House Ways and Means Committee Chairman Richard Neal asked for the help of the National Association of Insurance Commissioners (NAIC) in June, in a letter sent to NAIC President Eric Cioppa.
Neal — a Massachusetts Democrat — suggested that Medigap policies could make a good vehicle for offering some “long-term services and supports” (LTSS) benefits to older U.S. residents.
“Offering a front end LTSS benefit to seniors through a Medigap plan, even if limited to a modest lifetime cap, could provide some relief to family caregivers and might delay or prevent many seniors from spending down their savings to access Medicaid LTSS,” Neal wrote in the letter.
Neal asked for the NAIC’s help with figuring out whether adding limited amounts of LTC-type benefits to Medigap policies would really be affordable and practical.
Members of the NAIC’s Senior Issues Task Force have been talking about how to respond. They put out a request for comments in June and discussed the Medigap LTC benefits concept during a conference call held Wednesday.
Private insurers have been selling stand-alone long-term care insurance (LTCI) for decades, and they are also offering LTC benefits packaged with annuities and life insurance policies.

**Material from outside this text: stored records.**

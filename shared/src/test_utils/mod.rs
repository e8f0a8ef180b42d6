pub mod mock_user_store;
pub mod recording_push_sender;
pub mod test_logging;
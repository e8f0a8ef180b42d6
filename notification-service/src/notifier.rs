use log::{error, info};
use meetup_shared::models::{MeetupCreatedEvent, UserProfile};
use meetup_shared::push::{meetup_request_notification, PushSender};
use meetup_shared::store::UserStore;

use crate::errors::{NotificationError, UserRole};

async fn fetch_profile<U>(
    users: &U,
    user_id: &str,
    role: UserRole,
) -> Result<UserProfile, NotificationError>
where
    U: UserStore + ?Sized,
{
    users
        .get_user(user_id)
        .await?
        .ok_or_else(|| NotificationError::ProfileNotFound {
            role,
            user_id: user_id.to_string(),
        })
}

/// Notify the invited user of a newly created meetup.
///
/// Reads the invited profile, then the requester's, and sends one push
/// notification. Returns the push provider's message id.
pub async fn notify_meetup_created<U, P>(
    users: &U,
    push: &P,
    event: &MeetupCreatedEvent,
) -> Result<String, NotificationError>
where
    U: UserStore + ?Sized,
    P: PushSender + ?Sized,
{
    let record = event
        .record
        .as_ref()
        .ok_or(NotificationError::MissingPayload)?;

    info!(
        "New meetup created. meetup_id={}, invited={}, requester={}",
        event.meetup_id, record.invited_user_id, record.requesting_user_id
    );

    let invited = fetch_profile(users, &record.invited_user_id, UserRole::Invited).await?;
    let token = invited
        .push_token()
        .ok_or_else(|| NotificationError::MissingToken {
            user_id: record.invited_user_id.clone(),
        })?;

    let requester =
        fetch_profile(users, &record.requesting_user_id, UserRole::Requesting).await?;

    let payload = meetup_request_notification(token, requester.display_name(), &event.meetup_id);

    info!("Sending notification to token: {}", token);
    let message_id = push.send(&payload).await?;

    Ok(message_id)
}

/// Runs [`notify_meetup_created`] and logs the outcome. Never fails: every
/// error ends the invocation quietly so the trigger is not reported as failed.
///
/// Returns whether a notification was sent.
pub async fn handle_meetup_created<U, P>(users: &U, push: &P, event: &MeetupCreatedEvent) -> bool
where
    U: UserStore + ?Sized,
    P: PushSender + ?Sized,
{
    match notify_meetup_created(users, push, event).await {
        Ok(message_id) => {
            info!(
                "Successfully sent push notification for meetup_id={}: {}",
                event.meetup_id, message_id
            );
            true
        }
        Err(e) if e.is_skip() => {
            info!("Skipping meetup_id={}: {}", event.meetup_id, e);
            false
        }
        Err(e) => {
            error!("Error sending notification for meetup_id={}: {}", event.meetup_id, e);
            false
        }
    }
}
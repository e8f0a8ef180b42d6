use serde::{Deserialize, Serialize};

pub mod events;

pub use events::MeetupCreatedEvent;

/// Display name used when a requester has no name on their profile
pub const DEFAULT_DISPLAY_NAME: &str = "Someone";

/// A meetup request between two users, as stored in the `meetups` table
#[derive(Deserialize, Serialize, Debug, Clone, PartialEq, Eq)]
#[serde(rename_all = "camelCase")]
pub struct MeetupRecord {
    pub invited_user_id: String,
    pub requesting_user_id: String,
}

/// The slice of a user document this service reads
#[derive(Deserialize, Serialize, Debug, Clone, Default, PartialEq, Eq)]
#[serde(rename_all = "camelCase")]
pub struct UserProfile {
    #[serde(default, skip_serializing_if = "Option::is_none")]
    pub fcm_token: Option<String>,
    #[serde(default, skip_serializing_if = "Option::is_none")]
    pub full_name: Option<String>,
}

impl UserProfile {
    /// The device token to notify, ignoring empty strings
    pub fn push_token(&self) -> Option<&str> {
        self.fcm_token.as_deref().filter(|token| !token.is_empty())
    }

    pub fn display_name(&self) -> &str {
        self.full_name
            .as_deref()
            .filter(|name| !name.is_empty())
            .unwrap_or(DEFAULT_DISPLAY_NAME)
    }
}

/// Data block attached to a push notification
#[derive(Serialize, Deserialize, Debug, Clone, PartialEq, Eq)]
#[serde(rename_all = "camelCase")]
pub struct NotificationData {
    #[serde(rename = "type")]
    pub kind: String,
    pub meetup_id: String,
}

/// A single push notification, built per invocation and never persisted
#[derive(Serialize, Deserialize, Debug, Clone, PartialEq, Eq)]
pub struct NotificationPayload {
    pub title: String,
    pub body: String,
    pub sound: String,
    pub token: String,
    pub data: NotificationData,
}

#[cfg(test)]
mod tests {
    use super::*;

    #[test]
    fn test_display_name_falls_back_to_someone() {
        let unnamed = UserProfile::default();
        assert_eq!(unnamed.display_name(), "Someone");

        let blank = UserProfile {
            full_name: Some(String::new()),
            ..Default::default()
        };
        assert_eq!(blank.display_name(), "Someone");

        let named = UserProfile {
            full_name: Some("Ana".to_string()),
            ..Default::default()
        };
        assert_eq!(named.display_name(), "Ana");
    }

    #[test]
    fn test_empty_push_token_is_treated_as_missing() {
        let profile = UserProfile {
            fcm_token: Some(String::new()),
            ..Default::default()
        };
        assert_eq!(profile.push_token(), None);

        let profile = UserProfile {
            fcm_token: Some("T1".to_string()),
            ..Default::default()
        };
        assert_eq!(profile.push_token(), Some("T1"));
    }

    #[test]
    fn test_user_profile_ignores_unknown_fields() {
        let profile: UserProfile = serde_json::from_value(serde_json::json!({
            "fullName": "Ana",
            "email": "ana@example.com",
            "age": 31
        }))
        .unwrap();

        assert_eq!(profile.full_name.as_deref(), Some("Ana"));
        assert!(profile.fcm_token.is_none());
    }

    #[test]
    fn test_meetup_record_uses_camel_case_fields() {
        let record: MeetupRecord = serde_json::from_value(serde_json::json!({
            "invitedUserId": "u1",
            "requestingUserId": "u2",
            "status": "pending"
        }))
        .unwrap();

        assert_eq!(record.invited_user_id, "u1");
        assert_eq!(record.requesting_user_id, "u2");
    }

    #[test]
    fn test_notification_data_serializes_type_tag() {
        let data = NotificationData {
            kind: "meetup_request".to_string(),
            meetup_id: "m1".to_string(),
        };
        let json = serde_json::to_value(&data).unwrap();
        assert_eq!(
            json,
            serde_json::json!({ "type": "meetup_request", "meetupId": "m1" })
        );
    }
}
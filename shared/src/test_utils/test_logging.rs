use log::{Level, LevelFilter, Log, Metadata, Record};
use std::cell::RefCell;
use std::sync::Once;

static INIT: Once = Once::new();

thread_local! {
    static CAPTURED: RefCell<Vec<CapturedLog>> = RefCell::new(Vec::new());
}

#[derive(Debug, Clone, PartialEq, Eq)]
pub struct CapturedLog {
    pub level: Level,
    pub message: String,
}

/// Records every log line for the current thread, then forwards to env_logger
struct CapturingLogger {
    inner: env_logger::Logger,
}

impl Log for CapturingLogger {
    fn enabled(&self, _metadata: &Metadata) -> bool {
        true
    }

    fn log(&self, record: &Record) {
        CAPTURED.with(|captured| {
            captured.borrow_mut().push(CapturedLog {
                level: record.level(),
                message: record.args().to_string(),
            })
        });

        if self.inner.matches(record) {
            self.inner.log(record);
        }
    }

    fn flush(&self) {
        self.inner.flush();
    }
}

/// Installs the capturing logger once per process and clears this thread's
/// captured lines. Output printed to the console follows `RUST_LOG`
/// (default `warn`).
///
/// `#[tokio::test]` runs on the current thread, so lines logged by the code
/// under test are visible through [`captured_logs`].
pub fn init_test_logging() {
    INIT.call_once(|| {
        let env = env_logger::Env::default().default_filter_or("warn");
        let inner = env_logger::Builder::from_env(env).is_test(true).build();

        if log::set_boxed_logger(Box::new(CapturingLogger { inner })).is_ok() {
            log::set_max_level(LevelFilter::Trace);
        }
    });

    clear_captured_logs();
}

pub fn captured_logs() -> Vec<CapturedLog> {
    CAPTURED.with(|captured| captured.borrow().clone())
}

pub fn clear_captured_logs() {
    CAPTURED.with(|captured| captured.borrow_mut().clear());
}

/// True if a line at `level` containing `needle` was logged on this thread
pub fn logged(level: Level, needle: &str) -> bool {
    captured_logs()
        .iter()
        .any(|line| line.level == level && line.message.contains(needle))
}
use async_trait::async_trait;
use thiserror::Error;

use crate::models::UserProfile;

pub mod dynamo;

#[derive(Error, Debug)]
pub enum StoreError {
    #[error("DynamoDB request failed: {0}")]
    Dynamo(String),

    #[error("Failed to decode stored item: {0}")]
    Decode(String),
}

/// Read-only access to user profiles, keyed by user id
#[async_trait]
pub trait UserStore: Send + Sync {
    /// Returns `Ok(None)` when no profile exists for `user_id`
    async fn get_user(&self, user_id: &str) -> Result<Option<UserProfile>, StoreError>;
}
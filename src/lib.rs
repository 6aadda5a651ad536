//! Procedural tile world library
//!
//! Noise-driven terrain synthesis, shoreline autotiling, per-cell grid
//! properties, A* pathfinding, and wandering agents.

pub mod ascii;
pub mod autotile;
pub mod export;
pub mod noisegen;
pub mod pathfinding;
pub mod properties;
pub mod terrain;
pub mod tilemap;
pub mod wander;
pub mod world;
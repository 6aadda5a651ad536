//! ASCII rendering and export of generated grids
//!
//! Text views of the terrain and variant maps for quick inspection and
//! file dumps.

use std::fs::File;
use std::io::{self, Write};

use chrono::Local;

use crate::autotile::TileVariant;
use crate::terrain::TerrainClass;
use crate::tilemap::Tilemap;
use crate::world::WorldMap;

/// Character for a terrain class.
pub fn terrain_char(class: TerrainClass) -> char {
    match class {
        TerrainClass::Grass => '.',
        TerrainClass::Water => '~',
    }
}

/// Hex digit for a variant index; catalogs larger than 16 wrap.
pub fn variant_char(variant: TileVariant) -> char {
    char::from_digit(variant.0 as u32 % 16, 16).unwrap_or('?')
}

/// Render the terrain grid, one row per line.
pub fn terrain_to_string(terrain: &Tilemap<TerrainClass>) -> String {
    let mut out = String::with_capacity((terrain.width + 1) * terrain.height);
    for y in 0..terrain.height {
        for x in 0..terrain.width {
            out.push(terrain_char(*terrain.get(x, y)));
        }
        out.push('\n');
    }
    out
}

/// Render the variant grid as hex digits, one row per line.
pub fn variants_to_string(variants: &Tilemap<TileVariant>) -> String {
    let mut out = String::with_capacity((variants.width + 1) * variants.height);
    for y in 0..variants.height {
        for x in 0..variants.width {
            out.push(variant_char(*variants.get(x, y)));
        }
        out.push('\n');
    }
    out
}

/// Export terrain and variant views to a text file with a small header.
pub fn export_ascii(world: &WorldMap, path: &str) -> io::Result<()> {
    let mut file = File::create(path)?;

    writeln!(
        file,
        "Tile world {}x{} (seed {})",
        world.width(),
        world.height(),
        world.seed()
    )?;
    writeln!(file, "Generated: {}", Local::now().format("%Y-%m-%d %H:%M:%S"))?;
    writeln!(file)?;
    writeln!(file, "Terrain ('.' grass, '~' water):")?;
    write!(file, "{}", terrain_to_string(world.terrain()))?;
    writeln!(file)?;
    writeln!(file, "Tile variants (catalog index, hex):")?;
    write!(file, "{}", variants_to_string(world.variants()))?;

    Ok(())
}

#[cfg(test)]
mod tests {
    use super::*;

    #[test]
    fn test_terrain_rendering() {
        let mut terrain = Tilemap::new_with(3, 2, TerrainClass::Grass);
        terrain.set(2, 0, TerrainClass::Water);
        assert_eq!(terrain_to_string(&terrain), "..~\n...\n");
    }

    #[test]
    fn test_variant_rendering() {
        let mut variants = Tilemap::new_with(2, 1, TileVariant(6));
        variants.set(1, 0, TileVariant(12));
        assert_eq!(variants_to_string(&variants), "6c\n");
    }
}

Insurance industry market researchers are not sure how well consumers really understand the term “long-term care,” or how well they understand their coverage arrangements, but 15% of U.S. adults who participated in a Life Happens/LIMRA survey earlier this year said they believe they have some type of LTC coverage.
Traditionally, Medicaid — a program designed for people who are poor — has paid for nursing home care for poor people, and for other people who meet their states’ Medicaid nursing home benefits eligibility requirements.

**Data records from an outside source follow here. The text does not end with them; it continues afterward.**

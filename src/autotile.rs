//! Neighborhood-driven tile variant resolution
//!
//! A display tile is chosen from the terrain classes at the four corner
//! sample points around a cell, marching-squares style. The resolver is a
//! pure function of the terrain grid and is recomputed wholesale whenever
//! the grid changes.

use serde::{Deserialize, Serialize};
use thiserror::Error;

use crate::terrain::TerrainClass;
use crate::tilemap::{Cell, Tilemap};

/// Index into the display tile catalog. Purely derived, never stored as
/// authoritative state.
#[derive(Clone, Copy, Debug, PartialEq, Eq, Hash, Serialize, Deserialize)]
pub struct TileVariant(pub u8);

/// Corner sample offsets relative to a cell, in signature order:
/// top-left (0,0), top-right (1,0), bottom-left (0,1), bottom-right (1,1).
/// Downstream consumers rely on this exact addressing for seam-free
/// shorelines.
pub const CORNER_OFFSETS: [(i32, i32); 4] = [(0, 0), (1, 0), (0, 1), (1, 1)];

#[derive(Clone, Debug, PartialEq, Eq, Error)]
pub enum AutotileError {
    #[error("table entry uses class ordinal {ordinal} but the table covers {class_count} classes")]
    ClassOutOfRange { ordinal: usize, class_count: usize },
    #[error("duplicate table entry for corner signature {signature:?}")]
    DuplicateSignature { signature: [TerrainClass; 4] },
}

/// Corner-signature -> variant association table.
///
/// Entries live in a vector sized `class_count^4`, indexed by the packed
/// signature, so lookup is a single array read. Signatures without an
/// explicit entry resolve to the default variant; resolution never fails.
#[derive(Clone, Debug)]
pub struct AutotileTable {
    class_count: usize,
    variants: Vec<Option<TileVariant>>,
    default: TileVariant,
}

impl AutotileTable {
    /// Build a table from explicit `(signature, variant)` entries plus the
    /// mandatory fallback variant. Rejects entries whose class ordinal
    /// exceeds `class_count` and duplicate signatures.
    pub fn new(
        class_count: usize,
        entries: &[([TerrainClass; 4], TileVariant)],
        default: TileVariant,
    ) -> Result<Self, AutotileError> {
        let mut variants = vec![None; class_count.pow(4)];
        for &(signature, variant) in entries {
            for class in signature {
                if class.ordinal() >= class_count {
                    return Err(AutotileError::ClassOutOfRange {
                        ordinal: class.ordinal(),
                        class_count,
                    });
                }
            }
            let idx = pack(class_count, signature);
            if variants[idx].is_some() {
                return Err(AutotileError::DuplicateSignature { signature });
            }
            variants[idx] = Some(variant);
        }
        Ok(Self {
            class_count,
            variants,
            default,
        })
    }

    /// Variant for an ordered (top-left, top-right, bottom-left,
    /// bottom-right) corner signature. Unmapped signatures take the
    /// default variant.
    pub fn resolve(&self, signature: [TerrainClass; 4]) -> TileVariant {
        self.variants[pack(self.class_count, signature)].unwrap_or(self.default)
    }

    pub fn default_variant(&self) -> TileVariant {
        self.default
    }

    pub fn class_count(&self) -> usize {
        self.class_count
    }

    /// True when every possible signature has an explicit entry.
    pub fn is_complete(&self) -> bool {
        self.variants.iter().all(|v| v.is_some())
    }

    /// Number of signatures that fall through to the default variant.
    pub fn missing_combinations(&self) -> usize {
        self.variants.iter().filter(|v| v.is_none()).count()
    }
}

fn pack(class_count: usize, [tl, tr, bl, br]: [TerrainClass; 4]) -> usize {
    debug_assert!(
        [tl, tr, bl, br].iter().all(|c| c.ordinal() < class_count),
        "signature class outside table range"
    );
    ((tl.ordinal() * class_count + tr.ordinal()) * class_count + bl.ordinal()) * class_count
        + br.ordinal()
}

/// The shoreline catalog for the 16-tile grass/water tileset: one variant
/// per corner combination, with the open-water tile doubling as the
/// fallback for anything unmapped.
pub fn shoreline_table() -> AutotileTable {
    use TerrainClass::{Grass as G, Water as W};

    let entries = [
        ([G, G, G, G], TileVariant(6)),
        ([W, W, W, G], TileVariant(13)),
        ([W, W, G, W], TileVariant(0)),
        ([W, G, W, W], TileVariant(8)),
        ([G, W, W, W], TileVariant(15)),
        ([W, G, W, G], TileVariant(1)),
        ([G, W, G, W], TileVariant(11)),
        ([W, W, G, G], TileVariant(3)),
        ([G, G, W, W], TileVariant(9)),
        ([W, G, G, G], TileVariant(5)),
        ([G, W, G, G], TileVariant(2)),
        ([G, G, W, G], TileVariant(10)),
        ([G, G, G, W], TileVariant(7)),
        ([W, G, G, W], TileVariant(14)),
        ([G, W, W, G], TileVariant(4)),
        ([W, W, W, W], TileVariant(12)),
    ];

    AutotileTable::new(TerrainClass::COUNT, &entries, TileVariant(12))
        .expect("shoreline catalog entries are statically valid")
}

/// Resolve the display variant for every cell of a terrain grid.
///
/// Corner samples that fall outside the grid take `edge_class`; the
/// shoreline setup passes water so maps read as islands.
pub fn resolve_variants(
    terrain: &Tilemap<TerrainClass>,
    table: &AutotileTable,
    edge_class: TerrainClass,
) -> Tilemap<TileVariant> {
    let mut variants = Tilemap::new_with(terrain.width, terrain.height, table.default_variant());
    for y in 0..terrain.height {
        for x in 0..terrain.width {
            let mut signature = [edge_class; 4];
            for (slot, (dx, dy)) in CORNER_OFFSETS.iter().enumerate() {
                let corner = Cell::new(x as i32 + dx, y as i32 + dy);
                if let Some(class) = terrain.get_cell(corner) {
                    signature[slot] = *class;
                }
            }
            variants.set(x, y, table.resolve(signature));
        }
    }
    variants
}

Medicare has paid for home medical care and skilled nursing facility care for people who were recovering from acute health care problems, not for people who need LTC or LTSS simply because they are getting older.
Consumers can use three main types of Medicare and Medicare-related coverage: traditional Medicare coverage, which is designed to pass responsibility for many types of costs, such as deductibles and co-payments, on to enrollees; Medicare Advantage plans, which try to provide soup-to-nuts coverage for the enrollees, without large out-of-pocket costs; and Medicare supplement insurance policies, which are designed to fill in many or most of the gaps in traditional Medicare coverage.
The idea of the Medicare program offering true LTC benefits has a long, painful history.
In the 1988, when private insurers were much more enthusiastic about the idea of selling private LTCI coverage, Congress passed the Catastrophic Coverage Act of 1988. The act would have paid for a new Medicare nursing home care benefit by imposing an annual surtax of up to $2,100 per couple.
Congress ended up repealing the act in late 1989, after concerns that the surtax would be too burdensome and that the program would increase the federal budget deficit.
Medicare Social-Determinants-of-Care Benefits
The Trump administration’s Centers for Medicare and Medicaid Services (CMS) shook up attitudes about Medicare benefits in 2018, by announcing that it would let providers of Medicare Advantage plans offer some coverage for the “social determinants of care” with their 2019 coverage. Earlier this year, CMS said it would expand the types of social determinants of care benefits Medicare Advantage plans cover offer with their 2020 coverage.
The announcements mean that a Medicare Advantage plan can add coverage for some home meal delivery services, house cleaning services, adult daycare services, or family caregiver respite services, if it thinks providing those benefits will help minimize an enrollees’ overall care costs.